Aika Stephenson and Shauneen Lambe established Just for Kids Law in 2006. Shauneen, a barrister and an attorney, had previously acted for death row defendants in the US, and Aika, a solicitor, had become a lawyer after working with the youth offending team and remand prisoners at Feltham Young Offenders Institution.
Shauneen and Aika recognised that the children and young people they worked for often needed more than legal representation – they also needed support and advocacy to address the issues that had led them into the youth justice system in the first place – school exclusion and a lack of support for children with special education needs, children with mental health issues, children in the care system who were not receiving support, and children with housing problems.
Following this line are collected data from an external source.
use crate::infra::AppState;
use axum::extract::{Path, Query};
use axum::http::{header, HeaderValue, StatusCode};
use axum::response::{IntoResponse, Response};
use axum::routing::{get, post};
use axum::{Extension, Json, Router};
use costsheet::error::AppError;
use costsheet::progress::TracingProgress;
use costsheet::workflows::catalog::{
    available_units, find_project, search_units, sorted_projects, HandoffStore, InventoryUnit,
    ProjectCard, ProjectDetail, UnitRoute,
};
use costsheet::workflows::costing::{
    prepare_cost_sheet, registered_keys, CostSheetView, CostingOutcome, NotConfiguredNotice,
    PlanId, RawUnitAttributes,
};
use costsheet::workflows::export::cost_sheet_document;
use serde::{Deserialize, Serialize};
use serde_json::json;

pub(crate) fn router() -> Router {
    Router::new()
        .route("/health", get(healthcheck))
        .route("/ready", get(readiness_endpoint))
        .route("/metrics", get(metrics_endpoint))
        .route("/api/v1/plans", get(plans_endpoint))
        .route("/api/v1/costing", post(costing_endpoint))
        .route("/api/v1/costing/pdf", post(costing_pdf_endpoint))
        .route("/api/v1/projects", get(projects_endpoint))
        .route("/api/v1/projects/:name", get(project_detail_endpoint))
        .route("/api/v1/inventory", get(inventory_endpoint))
}

pub(crate) async fn healthcheck() -> Json<serde_json::Value> {
    Json(json!({ "status": "ok" }))
}

pub(crate) async fn readiness_endpoint(Extension(state): Extension<AppState>) -> impl IntoResponse {
    let ready = state.readiness.load(std::sync::atomic::Ordering::Relaxed);
    let status = if ready {
        StatusCode::OK
    } else {
        StatusCode::SERVICE_UNAVAILABLE
    };

    let payload = if ready {
        json!({ "status": "ready" })
    } else {
        json!({ "status": "initializing" })
    };

    (status, Json(payload))
}

pub(crate) async fn metrics_endpoint(Extension(state): Extension<AppState>) -> impl IntoResponse {
    (
        StatusCode::OK,
        [(header::CONTENT_TYPE, "text/plain; version=0.0.4")],
        state.metrics.render(),
    )
}

#[derive(Debug, Serialize)]
pub(crate) struct PlanSummary {
    pub(crate) plan: PlanId,
    pub(crate) label: &'static str,
    pub(crate) page: &'static str,
    pub(crate) area_unit: &'static str,
    pub(crate) milestones: Vec<String>,
    pub(crate) selector_keys: Vec<String>,
}

pub(crate) fn plan_summaries() -> Vec<PlanSummary> {
    let keys = registered_keys();
    PlanId::ordered()
        .into_iter()
        .map(|plan| {
            let definition = plan.definition();
            PlanSummary {
                plan,
                label: plan.label(),
                page: plan.page(),
                area_unit: definition.area_unit,
                milestones: definition
                    .milestones
                    .iter()
                    .map(|milestone| milestone.label())
                    .collect(),
                selector_keys: keys
                    .iter()
                    .filter(|(_, registered)| *registered == plan)
                    .map(|(key, _)| key.clone())
                    .collect(),
            }
        })
        .collect()
}

pub(crate) async fn plans_endpoint() -> Json<Vec<PlanSummary>> {
    Json(plan_summaries())
}

fn not_configured_response(notice: NotConfiguredNotice) -> Response {
    let body = json!({
        "status": "not_configured",
        "message": notice.message(),
        "plan_label": notice.plan_label,
        "contact": notice.contact,
    });
    (StatusCode::UNPROCESSABLE_ENTITY, Json(body)).into_response()
}

pub(crate) async fn costing_endpoint(
    Extension(state): Extension<AppState>,
    Json(raw): Json<RawUnitAttributes>,
) -> Response {
    match prepare_cost_sheet(raw.coerce(), &state.support_contact, &TracingProgress) {
        CostingOutcome::Ready(sheet) => Json(CostSheetView::from_sheet(&sheet)).into_response(),
        CostingOutcome::NotConfigured(notice) => not_configured_response(notice),
    }
}

pub(crate) async fn costing_pdf_endpoint(
    Extension(state): Extension<AppState>,
    Json(raw): Json<RawUnitAttributes>,
) -> Result<Response, AppError> {
    let sheet = match prepare_cost_sheet(raw.coerce(), &state.support_contact, &TracingProgress) {
        CostingOutcome::Ready(sheet) => sheet,
        CostingOutcome::NotConfigured(notice) => return Ok(not_configured_response(notice)),
    };

    let document = cost_sheet_document(&CostSheetView::from_sheet(&sheet));
    let rendered = state.exporter.render(&document, &TracingProgress).await?;

    let disposition = format!("attachment; filename=\"{}\"", rendered.file_name);
    let mut response = rendered.bytes.into_response();
    let headers = response.headers_mut();
    if let Ok(value) = HeaderValue::from_str(rendered.content_type.as_ref()) {
        headers.insert(header::CONTENT_TYPE, value);
    }
    if let Ok(value) = HeaderValue::from_str(&disposition) {
        headers.insert(header::CONTENT_DISPOSITION, value);
    }
    Ok(response)
}

pub(crate) async fn projects_endpoint(
    Extension(state): Extension<AppState>,
) -> Json<Vec<ProjectCard>> {
    let records = state.catalog.projects().await;
    Json(sorted_projects(&records))
}

pub(crate) async fn project_detail_endpoint(
    Extension(state): Extension<AppState>,
    Path(name): Path<String>,
) -> Result<Json<ProjectDetail>, StatusCode> {
    let records = state.catalog.projects().await;
    find_project(&records, &name)
        .map(Json)
        .ok_or(StatusCode::NOT_FOUND)
}

#[derive(Debug, Default, Deserialize)]
pub(crate) struct InventoryQuery {
    #[serde(default)]
    pub(crate) project: Option<String>,
    #[serde(default)]
    pub(crate) q: Option<String>,
}

#[derive(Debug, Serialize)]
pub(crate) struct InventoryEntry {
    #[serde(flatten)]
    pub(crate) unit: InventoryUnit,
    pub(crate) route: UnitRoute,
}

#[derive(Debug, Serialize)]
pub(crate) struct InventoryResponse {
    pub(crate) project: Option<String>,
    pub(crate) units: Vec<InventoryEntry>,
}

pub(crate) async fn inventory_endpoint(
    Extension(state): Extension<AppState>,
    Query(query): Query<InventoryQuery>,
) -> Json<InventoryResponse> {
    let records = state.catalog.inventory().await;
    let project = query.project.filter(|project| !project.trim().is_empty());
    let available = available_units(&records, project.as_deref());
    let matches = search_units(&available, query.q.as_deref().unwrap_or_default());

    let units = matches
        .into_iter()
        .map(|record| {
            let mut handoff = HandoffStore::default();
            handoff.select_unit(record, project.as_deref().unwrap_or_default());
            InventoryEntry {
                unit: InventoryUnit::from_record(record),
                route: handoff.route(&state.support_contact),
            }
        })
        .collect();

    Json(InventoryResponse { project, units })
}

#[cfg(test)]
mod tests {
    use super::*;
    use axum::body::{to_bytes, Body};
    use axum::http::Request;
    use costsheet::config::AppConfig;
    use costsheet::workflows::catalog::{Catalog, CatalogRecord, CatalogSnapshot};
    use metrics_exporter_prometheus::PrometheusBuilder;
    use serde_json::Value;
    use tower::ServiceExt;

    fn test_app() -> Router {
        let config = AppConfig::load().expect("config loads");
        let snapshot = CatalogSnapshot {
            projects: vec![
                CatalogRecord::from_pairs([("Project Name", "Terra"), ("RERA", "RC/1")]),
                CatalogRecord::from_pairs([("Project Name", "Amara"), ("City", "Sohna")]),
            ],
            inventory: vec![
                CatalogRecord::from_pairs([
                    ("Project Name", "Amara"),
                    ("Unit No", "P-17"),
                    ("Status", "Available"),
                    ("Costing Plan", "Costing 102 Plots New"),
                ]),
                CatalogRecord::from_pairs([
                    ("Project Name", "Amara"),
                    ("Unit No", "P-18"),
                    ("Status", "Available"),
                    ("Costing Plan", "Costing 102 Plots Old"),
                ]),
                CatalogRecord::from_pairs([
                    ("Project Name", "Amara"),
                    ("Unit No", "P-19"),
                    ("Status", "Sold"),
                ]),
            ],
        };
        let metrics = PrometheusBuilder::new().build_recorder().handle();
        let state = AppState::new(&config, Catalog::snapshot(snapshot), metrics);
        router().layer(Extension(state))
    }

    async fn send(app: Router, request: Request<Body>) -> (StatusCode, Vec<u8>) {
        let response = app.oneshot(request).await.expect("response");
        let status = response.status();
        let body = to_bytes(response.into_body(), usize::MAX)
            .await
            .expect("body");
        (status, body.to_vec())
    }

    fn json_post(uri: &str, body: Value) -> Request<Body> {
        Request::post(uri)
            .header(header::CONTENT_TYPE, "application/json")
            .body(Body::from(body.to_string()))
            .expect("request")
    }

    fn plots_unit(plan: &str) -> Value {
        json!({
            "project_name": "Amara Plots",
            "unit_no": "P-17",
            "unit_size": "150",
            "unit_type": "Plot",
            "price_rate": "5,000",
            "plc_rate": "200",
            "costing_plan": plan,
        })
    }

    #[tokio::test]
    async fn readiness_reports_initializing_until_flagged() {
        let request = Request::get("/ready").body(Body::empty()).expect("request");
        let (status, _) = send(test_app(), request).await;
        assert_eq!(status, StatusCode::SERVICE_UNAVAILABLE);
    }

    #[tokio::test]
    async fn plans_lists_every_configured_plan() {
        let request = Request::get("/api/v1/plans")
            .body(Body::empty())
            .expect("request");
        let (status, body) = send(test_app(), request).await;
        assert_eq!(status, StatusCode::OK);

        let plans: Value = serde_json::from_slice(&body).expect("json");
        let plans = plans.as_array().expect("array");
        assert_eq!(plans.len(), 3);
        assert_eq!(plans[1]["plan"], "plots_new102");
        assert_eq!(plans[1]["selector_keys"][0], "costing102plotsnew");
    }

    #[tokio::test]
    async fn costing_returns_the_formatted_sheet() {
        let request = json_post("/api/v1/costing", plots_unit("Costing - 102 Plots (New)"));
        let (status, body) = send(test_app(), request).await;
        assert_eq!(status, StatusCode::OK);

        let sheet: Value = serde_json::from_slice(&body).expect("json");
        assert_eq!(sheet["grand_total"]["display"], "10,52,200");
        assert_eq!(sheet["schedule_total"]["display"], "10,52,200");
        assert_eq!(sheet["page"], "costing-102-plotsnew.html");
    }

    #[tokio::test]
    async fn unknown_plan_is_unprocessable_with_contact() {
        let request = json_post("/api/v1/costing", plots_unit("unknown plan xyz"));
        let (status, body) = send(test_app(), request).await;
        assert_eq!(status, StatusCode::UNPROCESSABLE_ENTITY);

        let notice: Value = serde_json::from_slice(&body).expect("json");
        assert_eq!(notice["status"], "not_configured");
        assert!(notice["message"]
            .as_str()
            .expect("message")
            .starts_with("No cost sheet configured for this unit."));
    }

    #[tokio::test]
    async fn costing_pdf_is_an_attachment() {
        let request = json_post("/api/v1/costing/pdf", plots_unit("Costing 102 Plots New"));
        let response = test_app().oneshot(request).await.expect("response");
        assert_eq!(response.status(), StatusCode::OK);
        assert_eq!(
            response.headers()[header::CONTENT_TYPE],
            mime::APPLICATION_PDF.as_ref()
        );
        assert_eq!(
            response.headers()[header::CONTENT_DISPOSITION],
            "attachment; filename=\"Amara_Plots_Costing_P-17.pdf\""
        );
        let body = to_bytes(response.into_body(), usize::MAX)
            .await
            .expect("body");
        assert!(body.starts_with(b"%PDF"));
    }

    #[tokio::test]
    async fn projects_are_sorted_and_detail_falls_back() {
        let request = Request::get("/api/v1/projects")
            .body(Body::empty())
            .expect("request");
        let (_, body) = send(test_app(), request).await;
        let cards: Value = serde_json::from_slice(&body).expect("json");
        assert_eq!(cards[0]["name"], "Amara");
        assert_eq!(cards[0]["location"], "Sohna");

        let request = Request::get("/api/v1/projects/Missing")
            .body(Body::empty())
            .expect("request");
        let (status, body) = send(test_app(), request).await;
        assert_eq!(status, StatusCode::OK);
        let detail: Value = serde_json::from_slice(&body).expect("json");
        assert_eq!(detail["name"], "Terra");
    }

    #[tokio::test]
    async fn inventory_filters_searches_and_routes() {
        let request = Request::get("/api/v1/inventory?project=amara")
            .body(Body::empty())
            .expect("request");
        let (status, body) = send(test_app(), request).await;
        assert_eq!(status, StatusCode::OK);

        let inventory: Value = serde_json::from_slice(&body).expect("json");
        let units = inventory["units"].as_array().expect("units");
        assert_eq!(units.len(), 2);
        assert_eq!(units[0]["unit_no"], "P-17");
        assert_eq!(units[0]["route"]["route"], "cost_sheet");
        assert_eq!(units[1]["route"]["route"], "not_configured");

        let request = Request::get("/api/v1/inventory?project=amara&q=p-18")
            .body(Body::empty())
            .expect("request");
        let (_, body) = send(test_app(), request).await;
        let inventory: Value = serde_json::from_slice(&body).expect("json");
        assert_eq!(inventory["units"].as_array().expect("units").len(), 1);
    }
}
Since our first youth advocate was appointed in 2008, we have expanded into an organisation offering a unique holistic service that combines direct advocacy with youth opportunities support and legal representation, while we have also used strategic litigation to change the law on issues as diverse as holding of children in police cells, the law of joint enterprise and access to student finance. We have spread our impact through the advice and training delivered by our Youth Justice Legal Centre and widened the scope of our work from casework and campaigning to holding government to account on their child rights obligations through the merger with the Children’s Rights Alliance for England in 2015.
In 2017 we moved to our own office, the first time the organisation became separate from a law firm, operating our own independent legal services. In January 2018, we appointed our first full time Chief Executive, Enver Solomon, with a view to leading the next stage of JfKL’s development and growth.
Milestones
2008 – Just for Kids Law employs its first youth advocate to support young people, developing a unique holistic model of youth advocacy.
2013 – The Still a Child at Seventeen campaign changes the law, ensuring that 17-year-olds have the right to an appropriate adult at police stations.
2014 – The Let us Learn campaign is created to work with students with unstable migration status to campaign for their equal access to higher education.
2015 – Children’s Rights Alliance for England (CRAE) becomes part of Just for Kids Law to enhance our research, policy and lobbying work, and the Youth Justice Legal Centre (YJLC) is established to provide young people, their families and professionals with legal knowledge and expertise about children’s rights in the criminal justice system.
2016 – The case R v Jogee, in which Just for Kids Law intervened, resets the law on Joint Enterprise.
2017 – Just for Kids Law moves to a new office and starts offering independent legal services, becoming the first UK charity to be awarded with a criminal legal aid contract.
2018 – Just for Kids Law is awarded Organisation of the Year at the Howard League for Penal Reform Community Awards.
2023 – Just for Kids Law transfers its advocacy service and work on school exclusions and homeless to Coram and announces its new strategic focus on trauma informed, anti-racist, innovative legal representation to children and young people in contact with the criminal justice system and using the evidence from this case work to fight for systematic change, including tackling racial disproportionality.